Thomas's eldest daughter Raji, second daughter Rajni and son Rajas are all sportspersons.

==Sports career==
Thomas represented the Indian army in 100m, 200 and 400m in several national level sports meets and also set a meet record in the Services meet in 1967. In 1972, Thomas represented India in the 400m relay at the Asian Games.

==Coaching career==
Thomas was an Indian Army coach from 1963 to 1979. After leaving Army, from 1979 to 2005, he became a sports teacher at Koruthot C Keshavan Memorial High School in Koruthodu, Kottayam district. CKM School became champions at Kerala State School Athletics Championships for 17 consecutive years due to the efforts of Thomas Mash. Thomas officially retired from the job on 31 March 2000 but remained the unofficial coach of the Koruthodu school until 2005. After retiring from Koruthodu School, Thomas Mash, joined as coach at Entayar School for a while, and is now coaching the children along with his son Rajas, a coach at Thodupuzha Vannappuram SNMV Higher secondary school.

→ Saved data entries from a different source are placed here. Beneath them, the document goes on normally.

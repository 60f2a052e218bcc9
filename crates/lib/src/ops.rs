//! The path verbs: has, get, set and remove.
//!
//! Each verb validates the path, walks it with [`descend`](crate::descend) and
//! acts on the node it reaches. A path without a dot is a bare key on the
//! root container.
//!
//! ```
//! use dotbag::container::{Record, Value};
//! use dotbag::descend::Extension;
//! use dotbag::ops::{get_path, has_path, remove_path, set_path};
//!
//! let mut root = Value::from(Record::new());
//! set_path(&mut root, "user.profile.name", "Alice", Some(&Extension::EmptyRecord))?;
//!
//! assert_eq!(get_path(&root, "user.profile.name")?, "Alice");
//! assert!(has_path(&root, "user.profile")?);
//!
//! remove_path(&mut root, "user.profile.name")?;
//! assert!(!has_path(&root, "user.profile.name")?);
//! # Ok::<(), dotbag::Error>(())
//! ```

use tracing::trace;

use crate::container::{ContainerError, Value, kind};
use crate::descend::{Extension, descend, descend_mut, descend_with};
use crate::{merge, path};

/// Returns true if `path` addresses a node inside `container`.
///
/// A missing key or property anywhere along the path gives `Ok(false)`, and
/// so does a slot holding `Null`.
/// Invalid paths, non-container roots and paths that run into a scalar are
/// still errors.
pub fn has_path(container: &Value, path: &str) -> crate::Result<bool> {
    match get_path(container, path) {
        Ok(_) => Ok(true),
        Err(err) if err.is_not_found() => Ok(false),
        Err(err) => Err(err),
    }
}

/// Returns the node at `path`.
pub fn get_path<'a>(container: &'a Value, path: &str) -> crate::Result<&'a Value> {
    validate(container, path)?;
    Ok(descend(container, &path::split(path))?)
}

/// Returns a mutable reference to the node at `path`.
pub fn get_path_mut<'a>(container: &'a mut Value, path: &str) -> crate::Result<&'a mut Value> {
    validate(container, path)?;
    Ok(descend_mut(container, &path::split(path), None)?)
}

/// Merges `value` into `container` at `path`.
///
/// Missing (or null) intermediate nodes are created from `extension`; without
/// one they are an error. The final segment is handled by
/// [`merge_into`](crate::merge::merge_into), so a container value is merged
/// into an existing container instead of replacing it. On any error the tree
/// is left untouched.
pub fn set_path(
    container: &mut Value,
    path: &str,
    value: impl Into<Value>,
    extension: Option<&Extension>,
) -> crate::Result<()> {
    validate(container, path)?;
    match path::split_last(path) {
        (Some(prefix), last) => {
            descend_with(container, &path::split(prefix), extension, |parent| {
                merge::merge_into(parent, last, value)
            })
        }
        (None, last) => merge::merge_into(container, last, value),
    }
}

/// Removes the node at `path` and returns it.
///
/// Intermediate nodes must exist. A missing or null final segment is not an
/// error and returns `None`.
pub fn remove_path(container: &mut Value, path: &str) -> crate::Result<Option<Value>> {
    validate(container, path)?;
    let (prefix, last) = path::split_last(path);
    let parent = match prefix {
        Some(prefix) => descend_mut(container, &path::split(prefix), None)?,
        None => container,
    };
    remove_property(parent, last)
}

/// Removes a single key or field from a container.
///
/// A slot holding `Null` counts as absent and is left in place.
pub fn remove_property(container: &mut Value, key: &str) -> crate::Result<Option<Value>> {
    let removed = match container {
        Value::Mapping(mapping) if mapping.get(key).is_some_and(|v| !v.is_null()) => {
            mapping.remove(key)
        }
        Value::Record(record) if record.get(key).is_some_and(|v| !v.is_null()) => {
            record.remove(key)
        }
        Value::Mapping(_) | Value::Record(_) => None,
        other => return Err(ContainerError::unsupported(other.type_name()).into()),
    };
    trace!(key, removed = removed.is_some(), "Removed property");
    Ok(removed)
}

fn validate(container: &Value, path: &str) -> Result<(), ContainerError> {
    kind::require_readable(container)?;
    path::require_path(path)
}
//! Mapping integration tests

use dotbag::{
    container::{Key, Mapping, Value},
    mapping,
};

// ===== BASIC OPERATIONS =====

#[test]
fn test_mapping_basic_operations() {
    let mut map = Mapping::new();
    assert!(map.is_empty());

    assert!(map.insert("name", "Alice").is_none());
    assert_eq!(map.push(30), Some(Key::Index(0)));
    assert_eq!(map.len(), 2);

    assert!(map.contains_key("name"));
    assert!(map.contains_key(0));
    assert!(map.contains_key("0"));
    assert!(!map.contains_key("missing"));

    assert_eq!(map.get("name").and_then(Value::as_text), Some("Alice"));
    assert_eq!(map.get(0).and_then(Value::as_int), Some(30));
}

#[test]
fn test_mapping_iteration_order() {
    let map = mapping! { "z" => 1, 5 => 2, "a" => 3 };
    let keys: Vec<String> = map.keys().map(ToString::to_string).collect();
    assert_eq!(keys, vec!["z", "5", "a"]);

    let values: Vec<i64> = map.values().filter_map(Value::as_int).collect();
    assert_eq!(values, vec![1, 2, 3]);
}

#[test]
fn test_mapping_iter_mut() {
    let mut map = mapping![1, 2, 3];
    for (_, value) in map.iter_mut() {
        if let Some(n) = value.as_int() {
            *value = Value::from(n * 10);
        }
    }
    assert_eq!(map, mapping![10, 20, 30]);
}

#[test]
fn test_mapping_clear_keeps_append_index() {
    let mut map = mapping!["a", "b"];
    map.clear();
    assert!(map.is_empty());
    assert_eq!(map.push("c"), Some(Key::Index(2)));
}

#[test]
fn test_mapping_push_never_overwrites() {
    let mut map = mapping! { i64::MAX => "keep" };
    assert_eq!(map.push("lost"), None);
    assert_eq!(map.get(i64::MAX), Some(&Value::from("keep")));
    assert_eq!(map.len(), 1);
}

#[test]
fn test_numeric_name_keys_reachable_by_segment() {
    let mut map = Mapping::new();
    map.insert(Key::Name("3".to_string()), "three");
    map.insert(Key::Name("03".to_string()), "padded");

    assert_eq!(map.get("3"), Some(&Value::from("three")));
    assert_eq!(map.get("03"), Some(&Value::from("padded")));
    assert!(map.contains_key(Key::Index(3)));
    assert_eq!(map.len(), 2);
}

#[test]
fn test_mapping_display() {
    let map = mapping! { "a" => 1, 2 => "b" };
    assert_eq!(map.to_string(), "[a: 1, 2: b]");
}
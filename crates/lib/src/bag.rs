//! A record-backed key/value store addressed by dot-notation paths.

use std::fmt;

use crate::container::{Record, Value};
use crate::descend::Extension;
use crate::{ops, path};

/// A bag of named values that understands dot-notation paths.
///
/// The bag is a [`Record`] at the top level. Every method takes either a bare
/// field name or a dot-notation path into the nested values:
///
/// - `get`, `has` and `remove` route through the path verbs in [`ops`]
/// - `set` with a bare name replaces the field outright; with a dot-notation
///   path it merges at the target and creates missing intermediate nodes as
///   empty records
///
/// Cloning a bag copies the whole tree, so a clone never shares nested values
/// with its source.
///
/// ```
/// use dotbag::DataBag;
///
/// let mut bag = DataBag::new();
/// bag.set("name", "Alice")?;
/// bag.set("address.city", "Lisbon")?;
///
/// assert_eq!(bag.get("address.city")?, "Lisbon");
/// assert!(bag.has("name")?);
/// assert!(!bag.has("address.country")?);
/// # Ok::<(), dotbag::Error>(())
/// ```
#[derive(Debug, Clone, PartialEq)]
#[cfg_attr(
    feature = "serde",
    derive(serde::Serialize, serde::Deserialize),
    serde(from = "Record", into = "Record")
)]
pub struct DataBag {
    /// Always a `Value::Record`
    root: Value,
}

impl DataBag {
    /// Creates an empty bag
    pub fn new() -> Self {
        Self {
            root: Value::Record(Record::new()),
        }
    }

    /// Returns the value at `path`
    pub fn get(&self, path: &str) -> crate::Result<&Value> {
        ops::get_path(&self.root, path)
    }

    /// Returns a mutable reference to the value at `path`
    pub fn get_mut(&mut self, path: &str) -> crate::Result<&mut Value> {
        ops::get_path_mut(&mut self.root, path)
    }

    /// Stores `value` at `path`.
    pub fn set(&mut self, path: &str, value: impl Into<Value>) -> crate::Result<()> {
        if path::is_dot_notation_path(path) {
            return ops::set_path(&mut self.root, path, value, Some(&Extension::EmptyRecord));
        }

        path::require_path(path)?;
        if let Value::Record(record) = &mut self.root {
            record.set(path, value);
        }
        Ok(())
    }

    /// Returns true if `path` addresses a value in the bag
    pub fn has(&self, path: &str) -> crate::Result<bool> {
        ops::has_path(&self.root, path)
    }

    /// Removes the value at `path` and returns it
    pub fn remove(&mut self, path: &str) -> crate::Result<Option<Value>> {
        ops::remove_path(&mut self.root, path)
    }

    /// Returns the number of top-level fields
    pub fn len(&self) -> usize {
        self.root.as_record().map_or(0, Record::len)
    }

    pub fn is_empty(&self) -> bool {
        self.len() == 0
    }

    /// Iterates over the top-level fields in assignment order
    pub fn iter(&self) -> impl Iterator<Item = (&str, &Value)> {
        self.root.as_record().into_iter().flat_map(Record::iter)
    }

    /// Iterates over the top-level field names in assignment order
    pub fn keys(&self) -> impl Iterator<Item = &str> {
        self.iter().map(|(name, _)| name)
    }

    /// Returns the bag's contents as a container value
    pub fn as_value(&self) -> &Value {
        &self.root
    }

    /// Consumes the bag, returning its top-level record
    pub fn into_record(self) -> Record {
        match self.root {
            Value::Record(record) => record,
            _ => Record::new(),
        }
    }
}

impl Default for DataBag {
    fn default() -> Self {
        Self::new()
    }
}

impl From<Record> for DataBag {
    fn from(record: Record) -> Self {
        Self {
            root: Value::Record(record),
        }
    }
}

impl From<DataBag> for Record {
    fn from(bag: DataBag) -> Self {
        bag.into_record()
    }
}

impl From<DataBag> for Value {
    fn from(bag: DataBag) -> Self {
        bag.root
    }
}

impl fmt::Display for DataBag {
    fn fmt(&self, f: &mut fmt::Formatter<'_>) -> fmt::Result {
        write!(f, "{}", self.root)
    }
}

World Malayalee Council Thomas Mash Sports Academy started in 2015 at Vannappuram in Idukki district with the help of World Malayalee Council.

Many prominent sportspersons who have participated in international competitions for India including Shiny Wilson, Anju Bobby George, Jincy Phillip, Molly Chacko, C. S. Muralidharan, Joseph G. Abraham are Thomas Mash's disciples. It was he who turned Anju Bobby George, who had come to train in long-distance running, to jump events.

==Awards and recognition==
In 2013, he received Dronacharya Award, India's highest award for sports coaching. He is the first-ever physical education teacher-cum-coach to win the Dronacharya.

Thomas's autobiography, Empowerment of Nation Through Sports, was launched in an event titled Guruvandanam, celebrating his 75th birthday, in May 2018.